Sunday, July 30, 2017

"Roles:" an Autobiography

      I have often thought of the saying, to paraphrase  "All the worlds a stage and all the people actors."  I thought that statement was stupid, I didn't connect to it.  But then I was working on a talk about roles, that I was going to give in conjunction with a project I've been working on for around 20 years.
      The project was a book (nonfiction), about being a survivor of a sexual abuse/assault.   The book would include others who have lived through such ordeals.   This would also include incest survivors and include help for men as well as women.  So for book publicity, I would have a little speech prepared, and it would go a little something like this:


      In life, we play many roles.  When we are children, we are son's, daughters, brothers, sisters nieces, nephews, grandsons, or granddaughters, and students.  When we grow up, our roles change.  We become mothers and fathers, Aunts and Uncles.   Grandparents later on.  Teachers, Doctors, Lawyers, Firemen... And we dream about these roles when we grow up.  What we want to be when we "Grew up."  
     Nobody ever says, "I want to be a rape survivor when I grow up."   Yet that is a role that Robert Patton forced on me at knife-point in November 1994.    It's a role that makes one of my many catastrophic changes in my life. What he did to me, can never be undone, I will always be this role.   
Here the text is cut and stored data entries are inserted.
use crate::characters::CharacterResolver;
use crate::episodes::{self, EpisodeMetadata};
use crate::error::SyncError;
use crate::scenes::{Scene, SceneTable};

/// Scene whose `mid_point` lies closest to `time`, optionally restricted
/// to environment scenes. Ties go to the earliest row in table order.
fn closest_scene<'a>(
    rows: &[&'a Scene],
    time: f64,
    environment_only: bool,
) -> Option<&'a Scene> {
    let mut best: Option<(&'a Scene, f64)> = None;
    for &scene in rows {
        if environment_only && !scene.is_environment() {
            continue;
        }
        let distance = (scene.mid_point - time).abs();
        // strict < keeps the first row on ties
        if best.map_or(true, |(_, d)| distance < d) {
            best = Some((scene, distance));
        }
    }
    best.map(|(scene, _)| scene)
}

/// Resolve the scene to display at `time`.
///
/// Resolution rules, applied in order after filtering and clamping:
/// 1. intro: at or before the episode's intro end, the environment scene
///    nearest `time` wins;
/// 2. break: inside the mid-episode break, the opening environment shot
///    (nearest t=0) wins regardless of `time`;
/// 3. containment: the unique scene whose interval contains `time`; two
///    or more claimants is a data-integrity defect ([`SyncError::Overlap`]);
/// 4. fallback: for gaps in the timeline, the scene with the nearest
///    `mid_point`.
///
/// `time` is clamped into the filtered table's covered span first, so a
/// non-empty filtered set always resolves. Midpoint-distance ties go to
/// the first row in table order.
pub fn resolve_scene<'a>(
    meta: &EpisodeMetadata,
    characters: &CharacterResolver,
    table: &'a SceneTable,
    time: f64,
    speaker_filter: Option<&str>,
    character_filter: Option<&str>,
) -> Result<&'a Scene, SyncError> {
    let episode_number = episodes::episode_number(&meta.episode_id)?;

    let mut rows: Vec<&Scene> = table
        .scenes()
        .iter()
        .filter(|s| s.episode_id == meta.episode_id)
        .collect();

    if let Some(speaker) = speaker_filter {
        rows.retain(|s| s.speaker == speaker);
    }
    if let Some(character) = character_filter {
        let canonical = characters.resolve(episode_number, character);
        rows.retain(|s| s.character == canonical);
    }
    if rows.is_empty() {
        return Err(SyncError::EmptyTable(format!(
            "episode {} (speaker: {:?}, character: {:?})",
            meta.episode_id, speaker_filter, character_filter
        )));
    }

    // Clamp into the covered span so a match always exists.
    let min_start = rows.iter().map(|s| s.start_time).fold(f64::INFINITY, f64::min);
    let max_end = rows.iter().map(|s| s.end_time).fold(f64::NEG_INFINITY, f64::max);
    let time = time.min(max_end).max(min_start);

    if time <= meta.intro_end_time {
        return closest_scene(&rows, time, true).ok_or_else(|| {
            SyncError::EmptyTable(format!(
                "episode {} has no environment scenes",
                meta.episode_id
            ))
        });
    }

    let (break_start, break_end) = meta.break_interval;
    if break_start <= time && time <= break_end {
        // Mid-episode breaks always show the opening environment shot.
        return closest_scene(&rows, 0.0, true).ok_or_else(|| {
            SyncError::EmptyTable(format!(
                "episode {} has no environment scenes",
                meta.episode_id
            ))
        });
    }

    let mut containing = rows.iter().copied().filter(|s| s.contains(time));
    if let Some(first) = containing.next() {
        if let Some(second) = containing.next() {
            return Err(SyncError::Overlap {
                time,
                first: first.scene_id,
                second: second.scene_id,
            });
        }
        return Ok(first);
    }

    // Gap in the timeline: the nearest midpoint wins.
    closest_scene(&rows, time, false).ok_or_else(|| {
        SyncError::EmptyTable(format!("episode {} has no scenes", meta.episode_id))
    })
}
use crate::error::SyncError;
use crate::scenes::{Scene, SceneTable};
use serde::Deserialize;
use std::collections::HashMap;
use std::sync::{Arc, Mutex};

/// Transcript speaker whose rows carry the scene alignment (the
/// narrator). Dataset ingest keeps only these rows.
pub const NARRATOR_SPEAKER: &str = "MATT";

/// Source of parsed scene rows and playback-provider video ids.
///
/// Implementations may fetch, read from disk, or serve from memory; the
/// engine always goes through a [`MemoizedLoader`] so each episode is
/// loaded at most once per session.
pub trait SceneTableLoader: Send + Sync {
    /// Parsed scene rows for one episode, in table order.
    fn load(&self, episode_id: &str) -> Result<Vec<Scene>, SyncError>;

    /// Playback-provider video id for the episode.
    fn video_id(&self, episode_id: &str) -> Result<String, SyncError>;
}

/// Explicit per-episode cache over any loader.
///
/// The same episode id always yields the same `Arc` without re-invoking
/// the inner loader. Unbounded by design: the episode catalog is small
/// and fixed, so there is nothing to evict.
pub struct MemoizedLoader<L> {
    inner: L,
    tables: Mutex<HashMap<String, Arc<SceneTable>>>,
    video_ids: Mutex<HashMap<String, String>>,
}

impl<L: SceneTableLoader> MemoizedLoader<L> {
    pub fn new(inner: L) -> Self {
        Self {
            inner,
            tables: Mutex::new(HashMap::new()),
            video_ids: Mutex::new(HashMap::new()),
        }
    }

    pub fn table(&self, episode_id: &str) -> Result<Arc<SceneTable>, SyncError> {
        let mut cache = self
            .tables
            .lock()
            .map_err(|e| SyncError::Other(format!("scene cache poisoned: {}", e)))?;
        if let Some(table) = cache.get(episode_id) {
            return Ok(table.clone());
        }
        let scenes = self.inner.load(episode_id)?;
        log::info!("Loaded {} scenes for {}", scenes.len(), episode_id);
        let table = Arc::new(SceneTable::new(episode_id, scenes));
        cache.insert(episode_id.to_string(), table.clone());
        Ok(table)
    }

    pub fn video_id(&self, episode_id: &str) -> Result<String, SyncError> {
        let mut cache = self
            .video_ids
            .lock()
            .map_err(|e| SyncError::Other(format!("video id cache poisoned: {}", e)))?;
        if let Some(id) = cache.get(episode_id) {
            return Ok(id.clone());
        }
        let id = self.inner.video_id(episode_id)?;
        cache.insert(episode_id.to_string(), id.clone());
        Ok(id)
    }
}

/// In-memory loader over pre-parsed rows. Used in tests and by hosts
/// that ship the scene tables with the application.
#[derive(Default)]
pub struct StaticLoader {
    rows: HashMap<String, Vec<Scene>>,
    video_ids: HashMap<String, String>,
}

impl StaticLoader {
    pub fn new() -> Self {
        Self::default()
    }

    pub fn with_episode(mut self, episode_id: &str, scenes: Vec<Scene>) -> Self {
        self.rows.insert(episode_id.to_string(), scenes);
        self
    }

    pub fn with_video_id(mut self, episode_id: &str, video_id: &str) -> Self {
        self.video_ids
            .insert(episode_id.to_string(), video_id.to_string());
        self
    }
}

impl SceneTableLoader for StaticLoader {
    fn load(&self, episode_id: &str) -> Result<Vec<Scene>, SyncError> {
        self.rows
            .get(episode_id)
            .cloned()
            .ok_or_else(|| SyncError::UnknownEpisode(episode_id.to_string()))
    }

    fn video_id(&self, episode_id: &str) -> Result<String, SyncError> {
        self.video_ids
            .get(episode_id)
            .cloned()
            .ok_or_else(|| SyncError::UnknownEpisode(episode_id.to_string()))
    }
}

/// Raw scene row as serialized by the alignment dataset. `start`/`end`
/// are accepted as aliases for the renamed columns.
#[derive(Debug, Deserialize)]
struct SceneRow {
    #[serde(alias = "episode_name")]
    episode_id: String,
    scene_id: u32,
    #[serde(alias = "start")]
    start_time: f64,
    #[serde(alias = "end")]
    end_time: f64,
    speaker: String,
    character: String,
}

/// Parse scene rows from a JSON array document, keeping only narrator
/// rows as the dataset ingest does. Row order is preserved.
pub fn scenes_from_json(json: &str) -> Result<Vec<Scene>, SyncError> {
    let rows: Vec<SceneRow> = serde_json::from_str(json)?;
    Ok(rows
        .into_iter()
        .filter(|r| r.speaker == NARRATOR_SPEAKER)
        .map(|r| {
            Scene::new(
                r.episode_id,
                r.scene_id,
                r.start_time,
                r.end_time,
                r.speaker,
                r.character,
            )
        })
        .collect())
}
use crate::error::SyncError;
use regex::Regex;
use serde::{Deserialize, Serialize};
use std::collections::HashMap;
use std::sync::OnceLock;

/// Static per-episode configuration: where the intro ends and where the
/// mid-episode break sits, in seconds from video start. Never mutated
/// after the catalog is built.
#[derive(Debug, Clone, Serialize, Deserialize)]
pub struct EpisodeMetadata {
    pub episode_id: String,
    /// Seconds from video start to the end of the intro segment.
    pub intro_end_time: f64,
    /// Start/end seconds of the mid-episode break.
    pub break_interval: (f64, f64),
}

/// Intro end and break interval per episode, campaign 2 reference data.
/// Episodes with a one-second "break" ran without a real intermission.
const MIGHTY_NEIN: &[(&str, f64, (f64, f64))] = &[
    ("c2e001", 854.0, (5529.0, 6547.0)),
    ("c2e002", 504.0, (7583.0, 8470.0)),
    ("c2e003", 420.0, (7992.0, 8921.0)),
    ("c2e004", 526.0, (7203.0, 7885.0)),
    ("c2e005", 538.0, (10636.0, 11524.0)),
    ("c2e006", 474.0, (8406.0, 9226.0)),
    ("c2e007", 528.0, (8745.0, 9481.0)),
    ("c2e008", 602.0, (5583.0, 6517.0)),
    ("c2e009", 665.0, (7083.0, 7966.0)),
    ("c2e010", 638.0, (6414.0, 7297.0)),
    ("c2e011", 624.0, (6723.0, 7646.0)),
    ("c2e012", 479.0, (5529.0, 6311.0)),
    ("c2e013", 375.0, (7680.0, 8504.0)),
    ("c2e014", 616.0, (5783.0, 6546.0)),
    ("c2e015", 641.0, (7157.0, 8210.0)),
    ("c2e016", 569.0, (7594.0, 8343.0)),
    ("c2e017", 712.0, (7095.0, 7869.0)),
    ("c2e018", 621.0, (6665.0, 7640.0)),
    ("c2e019", 594.0, (7168.0, 8358.0)),
    ("c2e020", 521.0, (8125.0, 8126.0)),
    ("c2e021", 591.0, (8560.0, 8561.0)),
    ("c2e022", 500.0, (8615.0, 8616.0)),
    ("c2e023", 497.0, (6988.0, 6989.0)),
    ("c2e024", 599.0, (7988.0, 7989.0)),
    ("c2e025", 542.0, (5139.0, 5140.0)),
];

/// Immutable lookup of episode metadata, fixed at build time.
#[derive(Debug, Clone)]
pub struct EpisodeCatalog {
    entries: HashMap<String, EpisodeMetadata>,
    order: Vec<String>,
}

impl EpisodeCatalog {
    pub fn new(episodes: Vec<EpisodeMetadata>) -> Self {
        let order = episodes.iter().map(|e| e.episode_id.clone()).collect();
        let entries = episodes
            .into_iter()
            .map(|e| (e.episode_id.clone(), e))
            .collect();
        Self { entries, order }
    }

    /// The 25 known campaign 2 episodes of the reference deployment.
    pub fn mighty_nein() -> Self {
        Self::new(
            MIGHTY_NEIN
                .iter()
                .map(|&(id, intro_end, break_interval)| EpisodeMetadata {
                    episode_id: id.to_string(),
                    intro_end_time: intro_end,
                    break_interval,
                })
                .collect(),
        )
    }

    pub fn get(&self, episode_id: &str) -> Result<&EpisodeMetadata, SyncError> {
        self.entries
            .get(episode_id)
            .ok_or_else(|| SyncError::UnknownEpisode(episode_id.to_string()))
    }

    pub fn contains(&self, episode_id: &str) -> bool {
        self.entries.contains_key(episode_id)
    }

    /// Episode ids in catalog order.
    pub fn episode_ids(&self) -> &[String] {
        &self.order
    }

    pub fn len(&self) -> usize {
        self.order.len()
    }

    pub fn is_empty(&self) -> bool {
        self.order.is_empty()
    }
}

/// Parse the numeric episode component of an id like `c2e013`.
pub fn episode_number(episode_id: &str) -> Result<u32, SyncError> {
    static EPISODE_ID_RE: OnceLock<Regex> = OnceLock::new();
    let re = EPISODE_ID_RE.get_or_init(|| Regex::new(r"^c\d+e(\d+)$").unwrap());
    re.captures(episode_id)
        .and_then(|caps| caps.get(1))
        .and_then(|m| m.as_str().parse::<u32>().ok())
        .ok_or_else(|| SyncError::UnknownEpisode(episode_id.to_string()))
}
     However,  now I do not let it define me, it is in my past.  What got me to this point, was the day I stood in court, giving an "impact statement."  This is when a survivor (or someone else) can read to the court, before sentencing.    I stood up and told Patton exactly what he did to me, and how he changed me for all time.   Then I read a poem that told him in part that I had been in a prison, the poison of what he did trapped in a wound that nobody else could see.   Yet, now he would be the prisoner, and that I was free.   With those words, I was free.
    That day was 12 years ago, and so much has passed.   Both of my parents are now gone, but I'm so happy they were there that day.   What happened to me, also forced roles on them.  Roles that they were not prepared for, parents of a rape survivor.  That night, was only the second time that I ever saw my dad cry, and it would be the last.   I felt worse for my parents that night in the hospital than I did for myself.  I had to put aside my pain and fear to help them.   The guilt that they didn't keep me safe, haunted them for a long time.  I didn't get that at first, but after a time, I grew to understand somewhat.  But it didn't make it any easier for me to cope with that knowledge for a long time.

      I was not alone in bearing this role, I had 36 other women who bare the same scars.. my sisters, linked by a role not everyone can understand.   Rape takes away everything, your sense of safety, sense of self.  Security is gone, and you look over your shoulder and become over sensitized to sounds, and casual touch becomes like a brand.  PTSD is real for us.

     But once I gave my impact statement, I was free from his shadow, his presence.    While I can never forget or forgive, I can cut that binding of power that he held over me for 10 years.   I do not feel a damned thing for him now.   I'll never forgive him, but I've let go of the anger.

      I've never identified with the role of victim, but I feel more powerful being called a "Survivor," for that is what he didn't do to me, he didn't define me.  Once he left that night, I won.